Fourth, clarify red lines around critical infrastructure. The Balticconnector gas pipeline incident in 2023 and subsequent cases of seabed cable damage in northern waters have already prompted NATO to expand undersea domain awareness. In the Baltic, allies should move from awareness to guardianship: map out the top 20 nodes whose loss would most disrupt reinforcement or civilian life, publish that list to raise the bar for would‑be saboteurs, and quietly assign persistent surveillance — not just ships, but uncrewed systems and seabed sensors that make covert tampering conspicuously risky.

Finally, speak to publics early and often. The Kremlin’s gray‑zone artistry depends on Western self‑deterrence and social fatigue. Clear, consistent communication — that these incidents are designed to make democracies second‑guess themselves; that rules‑based pushback is not escalation but stabilization; that shared costs today prevent far higher costs tomorrow — is not a sideline. It is part of the shield.

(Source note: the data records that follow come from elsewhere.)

use std::collections::{BTreeMap, HashMap};

use serde::{Deserialize, Serialize};
use surety_common::{
    error::{Result, SuretyError},
    Address, Amount, SubjectKey,
};

#[derive(Debug, Clone, Copy, PartialEq, Eq, Serialize, Deserialize)]
pub enum PolicyStatus {
    /// Bought, waiting for the flight status.
    Active,
    /// Paid out.
    Credited,
    /// Flight finalized with a status that does not pay.
    Expired,
}

#[derive(Debug, Clone, PartialEq, Eq, Serialize, Deserialize)]
pub struct InsurancePolicy {
    pub passenger: Address,
    pub key: SubjectKey,
    pub premium: Amount,
    pub status: PolicyStatus,
}

/// Policies per subject key, one per passenger.
///
/// Passengers are kept in a `BTreeMap` so settlement walks them in a stable
/// order and emitted credit events are reproducible.
#[derive(Debug, Default, Clone, Serialize, Deserialize)]
pub struct PolicyBook {
    policies: HashMap<SubjectKey, BTreeMap<Address, InsurancePolicy>>,
}

impl PolicyBook {
    pub fn new() -> Self {
        Self {
            policies: HashMap::new(),
        }
    }

    /// Checks a purchase without recording it.
    pub fn check_purchase(&self, passenger: &Address, key: &SubjectKey, premium: Amount, max_premium: Amount) -> Result<()> {
        if premium == 0 || premium > max_premium {
            return Err(SuretyError::InvalidPremium { premium, max: max_premium });
        }
        if self.policy(passenger, key).is_some() {
            return Err(SuretyError::AlreadyInsured {
                passenger: passenger.clone(),
                key: key.clone(),
            });
        }
        Ok(())
    }

    /// Records a new active policy.
    pub fn buy(&mut self, passenger: Address, key: SubjectKey, premium: Amount, max_premium: Amount) -> Result<&InsurancePolicy> {
        self.check_purchase(&passenger, &key, premium, max_premium)?;

        let policy = InsurancePolicy {
            passenger: passenger.clone(),
            key: key.clone(),
            premium,
            status: PolicyStatus::Active,
        };
        Ok(self.policies.entry(key).or_default().entry(passenger).or_insert(policy))
    }

    pub fn policy(&self, passenger: &Address, key: &SubjectKey) -> Option<&InsurancePolicy> {
        self.policies.get(key).and_then(|by_passenger| by_passenger.get(passenger))
    }

    /// Active policies on `key`, ordered by passenger.
    pub fn active_for(&self, key: &SubjectKey) -> Vec<InsurancePolicy> {
        self.policies
            .get(key)
            .map(|by_passenger| {
                by_passenger
                    .values()
                    .filter(|p| p.status == PolicyStatus::Active)
                    .cloned()
                    .collect()
            })
            .unwrap_or_default()
    }

    pub fn set_status(&mut self, passenger: &Address, key: &SubjectKey, status: PolicyStatus) {
        if let Some(policy) = self.policies.get_mut(key).and_then(|m| m.get_mut(passenger)) {
            policy.status = status;
        }
    }

    /// Number of policies ever bought against `key`.
    pub fn count_for(&self, key: &SubjectKey) -> usize {
        self.policies.get(key).map(|m| m.len()).unwrap_or(0)
    }
}
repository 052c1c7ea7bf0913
pub mod hash;
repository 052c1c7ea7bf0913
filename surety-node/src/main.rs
use std::time::Duration;

use clap::Parser;
use surety_node::{
    cli::Args,
    config::NodeConfig,
    runtime::{build_runtime, scenario::run_cycle},
    setup::ensure_config,
};
use tracing::{error, info};
use tracing_subscriber::prelude::*;

#[tokio::main]
async fn main() -> Result<(), Box<dyn std::error::Error>> {
    // 1. Parse Arguments
    let args = Args::parse();
    let node_name = std::path::Path::new(&args.config)
        .parent()
        .and_then(|p| p.file_name())
        .and_then(|s| s.to_str())
        .unwrap_or("local")
        .to_string();

    // 2. Logging: stdout plus an audit file with engine decisions only
    std::fs::create_dir_all(&args.log_dir)?;
    let file_appender = tracing_appender::rolling::never(&args.log_dir, format!("audit-{}.log", node_name));
    let (non_blocking, _guard) = tracing_appender::non_blocking(file_appender);

    let audit_layer = tracing_subscriber::fmt::layer()
        .with_writer(non_blocking)
        .with_ansi(false)
        .with_filter(tracing_subscriber::filter::filter_fn(|metadata| {
            metadata.target().starts_with("surety_consensus")
                || metadata.target().starts_with("surety_ledger")
                || metadata.target() == "surety_node::audit"
        }));

    let stdout_layer = tracing_subscriber::fmt::layer().with_filter(
        tracing_subscriber::EnvFilter::try_from_default_env().unwrap_or_else(|_| "info,surety_node=debug".into()),
    );

    tracing_subscriber::registry()
        .with(audit_layer)
        .with(stdout_layer)
        .init();

    info!("--- INICIANDO NÓ SURETY ---");
    info!("Config: {}", args.config);

    // 3. Setup Config
    if let Err(e) = ensure_config(&args.config) {
        error!("Falha na auto-configuração: {}", e);
        return Err(e.into());
    }
    let config = NodeConfig::load_from_file(&args.config)?;

    // 4. Start Runtime
    let runtime = match build_runtime(&config).await {
        Ok(rt) => {
            info!("Nó iniciado com sucesso.");
            rt
        }
        Err(e) => {
            error!("Falha ao iniciar o nó: {}.", e);
            return Err(e.into());
        }
    };

    // 5. Demo cycle
    let reports = run_cycle(&runtime.handle, &config, args.flights, Duration::from_secs(args.timeout_s)).await;

    let engine = runtime.shutdown().await?;
    let reports = reports?;

    let resolved = reports.iter().filter(|r| r.status.is_some()).count();
    let paid: u128 = reports.iter().map(|r| r.withdrawn).sum();
    info!(
        "🏁 Cycle done: {}/{} flights resolved, {} paid out, clock at {}",
        resolved,
        reports.len(),
        paid,
        engine.now()
    );

    Ok(())
}
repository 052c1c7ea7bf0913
//! Membership voting, oracle agreement and the engine that ties them to the
//! policy ledger.

pub mod consensus;
pub mod engine;
pub mod flights;
pub mod oracle;

pub use consensus::{Admission, AdmissionPolicy, ConsensusVoter, MembershipRegistry};
pub use engine::SuretyEngine;
pub use flights::{Flight, FlightRegistry};
pub use oracle::{
    FinalizedFact, HashIndexSource, IndexSource, OracleIndexAssigner, ResponseOutcome, ScriptedIndexSource,
    StatusRequest,
};
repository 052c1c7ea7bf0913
use serde::{Deserialize, Serialize};
use surety_common::{error::Result, Address};
use tracing::info;

use super::registry::MembershipRegistry;

#[derive(Debug, Clone, Serialize, Deserialize)]
pub struct AdmissionPolicy {
    /// Below this many registered participants a single funded member admits.
    pub bootstrap_threshold: usize,
}

impl Default for AdmissionPolicy {
    fn default() -> Self {
        Self { bootstrap_threshold: 4 }
    }
}

/// Result of one admission call.
#[derive(Debug, Clone, Copy, PartialEq, Eq)]
pub enum Admission {
    /// Admitted by a single funded member while the registry was small.
    Bootstrapped,
    /// Admitted by a strict majority of registered members.
    Elected { votes: usize, required: usize },
    /// Vote recorded, majority not reached yet.
    Pending { votes: usize, required: usize },
}

impl Admission {
    pub fn is_admitted(&self) -> bool {
        !matches!(self, Admission::Pending { .. })
    }
}

/// Componente responsável por admitir candidatos com base em votos e maioria.
#[derive(Debug, Clone)]
pub struct ConsensusVoter {
    pub policy: AdmissionPolicy,
}

impl ConsensusVoter {
    pub fn new(policy: AdmissionPolicy) -> Self {
        Self { policy }
    }

    /// Strict majority of `n` registered participants.
    pub fn required_votes(n: usize) -> usize {
        n / 2 + 1
    }

    /// Runs one admission call of `caller` for `candidate`.
    ///
    /// Fails without touching the registry when the caller is not a funded
    /// member or the candidate is already registered.
    pub fn register_candidate(
        &self,
        registry: &mut MembershipRegistry,
        candidate: &Address,
        caller: &Address,
    ) -> Result<Admission> {
        registry.check_candidate(candidate, caller)?;

        let n = registry.count();
        if n < self.policy.bootstrap_threshold {
            registry.promote(candidate);
            info!("✈️ Candidate [{}] admitted by [{}] (bootstrap, {} members)", candidate, caller, n);
            return Ok(Admission::Bootstrapped);
        }

        let required = Self::required_votes(n);
        let votes = registry.record_vote(candidate, caller);

        if votes >= required {
            registry.promote(candidate);
            info!(
                "🗳️ Candidate [{}]: {}/{} votes ✅ ADMITTED",
                candidate, votes, required
            );
            Ok(Admission::Elected { votes, required })
        } else {
            info!(
                "🗳️ Candidate [{}]: {}/{} votes (last from [{}])",
                candidate, votes, required, caller
            );
            Ok(Admission::Pending { votes, required })
        }
    }
}
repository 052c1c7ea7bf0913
use serde::{Deserialize, Serialize};

use crate::{
    env::{
        status::StatusCode,
        subject::{IndexValue, SubjectKey},
    },
    utils::{Address, Amount},
};

/// Signals the engine leaves in its outbox for the transport to broadcast.
#[derive(Debug, Clone, PartialEq, Eq, Serialize, Deserialize)]
pub enum EngineEvent {
    /// A candidate became a registered participant.
    CandidatePromoted { candidate: Address },

    /// A status request was opened; oracles holding `index` should answer.
    StatusRequested { key: SubjectKey, index: IndexValue },

    FlightRegistered { key: SubjectKey },

    /// Quorum agreed on `status` for `key`. Emitted once per key.
    FactFinalized { key: SubjectKey, status: StatusCode },

    /// A passenger received the payout for an insured key. Emitted once per
    /// `(passenger, key)`.
    PassengerCredited {
        passenger: Address,
        key: SubjectKey,
        amount: Amount,
    },
}

impl EngineEvent {
    /// Short name for logs and metrics labels.
    pub fn kind(&self) -> &'static str {
        match self {
            EngineEvent::CandidatePromoted { .. } => "CandidatePromoted",
            EngineEvent::StatusRequested { .. } => "StatusRequested",
            EngineEvent::FlightRegistered { .. } => "FlightRegistered",
            EngineEvent::FactFinalized { .. } => "FactFinalized",
            EngineEvent::PassengerCredited { .. } => "PassengerCredited",
        }
    }

    /// Compact JSON form written to the audit log.
    pub fn to_json(&self) -> serde_json::Result<String> {
        serde_json::to_string(self)
    }
}

#[cfg(test)]
mod tests {
    use super::*;

    #[test]
    fn test_json_carries_wire_status_code() {
        let event = EngineEvent::FactFinalized {
            key: SubjectKey::new("airline-1", "XT312", 1_601_737_200_000),
            status: StatusCode::LateAirline,
        };
        let json = event.to_json().unwrap();
        assert!(json.contains("\"status\":20"), "{}", json);
        assert!(json.starts_with("{\"FactFinalized\""));
    }
}
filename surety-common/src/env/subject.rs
use std::fmt;

use serde::{Deserialize, Serialize};

use crate::utils::Address;

/// Opaque index used to decorrelate which oracles may answer a request.
pub type IndexValue = u8;

/// Identifies the fact being resolved: one flight of one airline at one
/// scheduled departure.
#[derive(Debug, Clone, PartialEq, Eq, Hash, PartialOrd, Ord, Serialize, Deserialize)]
pub struct SubjectKey {
    /// The participant the fact is about.
    pub airline: Address,

    /// Fact id, e.g. the flight number "XT312".
    pub flight: String,

    /// Time window of the fact (scheduled departure, unix millis).
    pub timestamp: u64,
}

impl SubjectKey {
    pub fn new(airline: impl Into<Address>, flight: impl Into<String>, timestamp: u64) -> Self {
        Self {
            airline: airline.into(),
            flight: flight.into(),
            timestamp,
        }
    }
}

impl fmt::Display for SubjectKey {
    fn fmt(&self, f: &mut fmt::Formatter<'_>) -> fmt::Result {
        write!(f, "{}/{}@{}", self.airline, self.flight, self.timestamp)
    }
}
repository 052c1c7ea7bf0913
//! consensus.rs
//!
//! Membership governance: who is in the registry and how new airlines get in.
//!
//! While the registry is small any funded member admits a candidate on its
//! own. Past the bootstrap size a candidate needs votes from a strict
//! majority of the registered members, counted per candidate and per
//! distinct voter.

pub mod evaluator;
pub mod registry;

pub use evaluator::{Admission, AdmissionPolicy, ConsensusVoter};
pub use registry::{MembershipRegistry, Participant};
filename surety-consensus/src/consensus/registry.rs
use std::collections::{HashMap, HashSet};

use serde::{Deserialize, Serialize};
use surety_common::{
    error::{Result, SuretyError},
    Address, Amount,
};

/// Estado de um participante (companhia aérea) no registro.
#[derive(Debug, Clone, PartialEq, Eq, Serialize, Deserialize)]
pub struct Participant {
    pub address: Address,
    pub is_registered: bool,
    /// Set once by funding, never reset.
    pub is_funded: bool,
}

impl Participant {
    fn pending(address: Address) -> Self {
        Self {
            address,
            is_registered: false,
            is_funded: false,
        }
    }
}

/// Armazena os participantes e os votos de cada candidato.
#[derive(Debug, Default, Clone)]
pub struct MembershipRegistry {
    participants: HashMap<Address, Participant>,

    // Candidate -> distinct voters. Dropped on promotion.
    votes: HashMap<Address, HashSet<Address>>,

    registered: usize,
}

impl MembershipRegistry {
    /// Cria um novo registro vazio.
    pub fn new() -> Self {
        Self {
            participants: HashMap::new(),
            votes: HashMap::new(),
            registered: 0,
        }
    }

    /// Admits the bootstrap participant without a vote. Does nothing if it is
    /// already registered.
    pub fn bootstrap(&mut self, address: Address) {
        if !self.is_registered(&address) {
            self.promote(&address);
        }
    }

    /// Fails unless `caller` may vote for `candidate`.
    ///
    /// The caller must be registered and funded; the candidate must not be
    /// registered yet.
    pub fn check_candidate(&self, candidate: &Address, caller: &Address) -> Result<()> {
        if !self.is_funded_member(caller) {
            return Err(SuretyError::NotFunded(caller.clone()));
        }
        if self.is_registered(candidate) {
            return Err(SuretyError::AlreadyRegistered(candidate.clone()));
        }
        Ok(())
    }

    /// Marks `participant` funded. Funding an address that is not registered
    /// yet creates its pending record.
    ///
    /// Returns `true` if the flag changed.
    pub fn mark_funded(&mut self, participant: &Address, amount: Amount, min_funding: Amount) -> Result<bool> {
        if amount < min_funding {
            return Err(SuretyError::InsufficientFunding {
                required: min_funding,
                provided: amount,
            });
        }

        let record = self
            .participants
            .entry(participant.clone())
            .or_insert_with(|| Participant::pending(participant.clone()));

        let changed = !record.is_funded;
        record.is_funded = true;
        Ok(changed)
    }

    /// Registra o voto de `voter` para `candidate` e retorna o total de votos distintos.
    pub fn record_vote(&mut self, candidate: &Address, voter: &Address) -> usize {
        let voters = self.votes.entry(candidate.clone()).or_default();
        voters.insert(voter.clone());
        voters.len()
    }

    /// Registers `candidate` and discards its vote record.
    ///
    /// An existing funded flag survives promotion: funding is never reset,
    /// so an airline that funded while pending is admitted already funded.
    /// Airlines that never funded are admitted unfunded.
    pub fn promote(&mut self, candidate: &Address) {
        self.votes.remove(candidate);

        let record = self
            .participants
            .entry(candidate.clone())
            .or_insert_with(|| Participant::pending(candidate.clone()));

        if !record.is_registered {
            record.is_registered = true;
            self.registered += 1;
        }
    }

    pub fn is_registered(&self, id: &Address) -> bool {
        self.participants.get(id).map(|p| p.is_registered).unwrap_or(false)
    }

    pub fn is_funded(&self, id: &Address) -> bool {
        self.participants.get(id).map(|p| p.is_funded).unwrap_or(false)
    }

    /// Registered and funded: the only participants allowed to vote.
    pub fn is_funded_member(&self, id: &Address) -> bool {
        self.participants
            .get(id)
            .map(|p| p.is_registered && p.is_funded)
            .unwrap_or(false)
    }

    /// Number of registered participants.
    pub fn count(&self) -> usize {
        self.registered
    }

    pub fn participant(&self, id: &Address) -> Option<&Participant> {
        self.participants.get(id)
    }

    /// Retorna a quantidade de votos distintos de um candidato.
    pub fn votes_for(&self, candidate: &Address) -> usize {
        self.votes.get(candidate).map(|v| v.len()).unwrap_or(0)
    }

    pub fn voters(&self, candidate: &Address) -> Option<&HashSet<Address>> {
        self.votes.get(candidate)
    }
}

Skeptics warn that talking tough about “tests” can become a self‑fulfilling prophecy, trapping policy in a reactive crouch. They have a point. The answer is disciplined proportionality and persistent presence, not loud threats. Credibility, in the Baltic theater, will be measured in prepositioned fuel bladders, deconflicted flight plans, exercised rail spurs, and alerted air defense crews — the unglamorous sinews that turn an alliance from a promise into a plan.

So what does escalation look like if Moscow decides the temperature is still too low? Expect more of the same, but closer and more frequent: drones flown deeper into allied airspace under the guise of “weather balloons,” coast guard standoffs over scientific buoys or crayfish traps, civil airliners forced to wave off approaches to regional airports as nav signals flicker, and maritime “safety notices” that suddenly close off rectangular patches of sea in shipping lanes near the approaches to the Gulf of Finland. Each incident would be calibrated to generate uncertainty and arguments about response, not a firefight.

That calibration is the danger. The more often such incidents occur without predictable consequences, the more a new normal sets in — one in which Russian officers on the Baltic littoral feel licensed to improvise for effect, and NATO’s local commanders become habituated to restraint. The risk is not only miscalculation at the tactical level; it is strategic drift. Over time, the line between a “probe” and a “fait accompli” can blur in a haze of precedent.

The Baltic states themselves understand this better than anyone. Their response has been to invest, integrate, and internationalize: increase national defense spending, align plans with neighbors, and embed foreign forces on their soil. Those choices are not escalatory; they are stabilizing. They raise the cost of adventurism and widen the circle of stakeholders committed to regional peace.

The Kremlin’s wager is that democracies tire before autocracies blink. But the Baltic story of the past two years offers a different lesson: pressure has clarified purpose. If Moscow’s dangerous game aims to test NATO, the prudent reply is not a single retort but a posture — one that is steady, layered, and relentlessly practiced. In deterrence, repetition is reputation. And in the Baltic, reputation may be the most powerful weapon of all.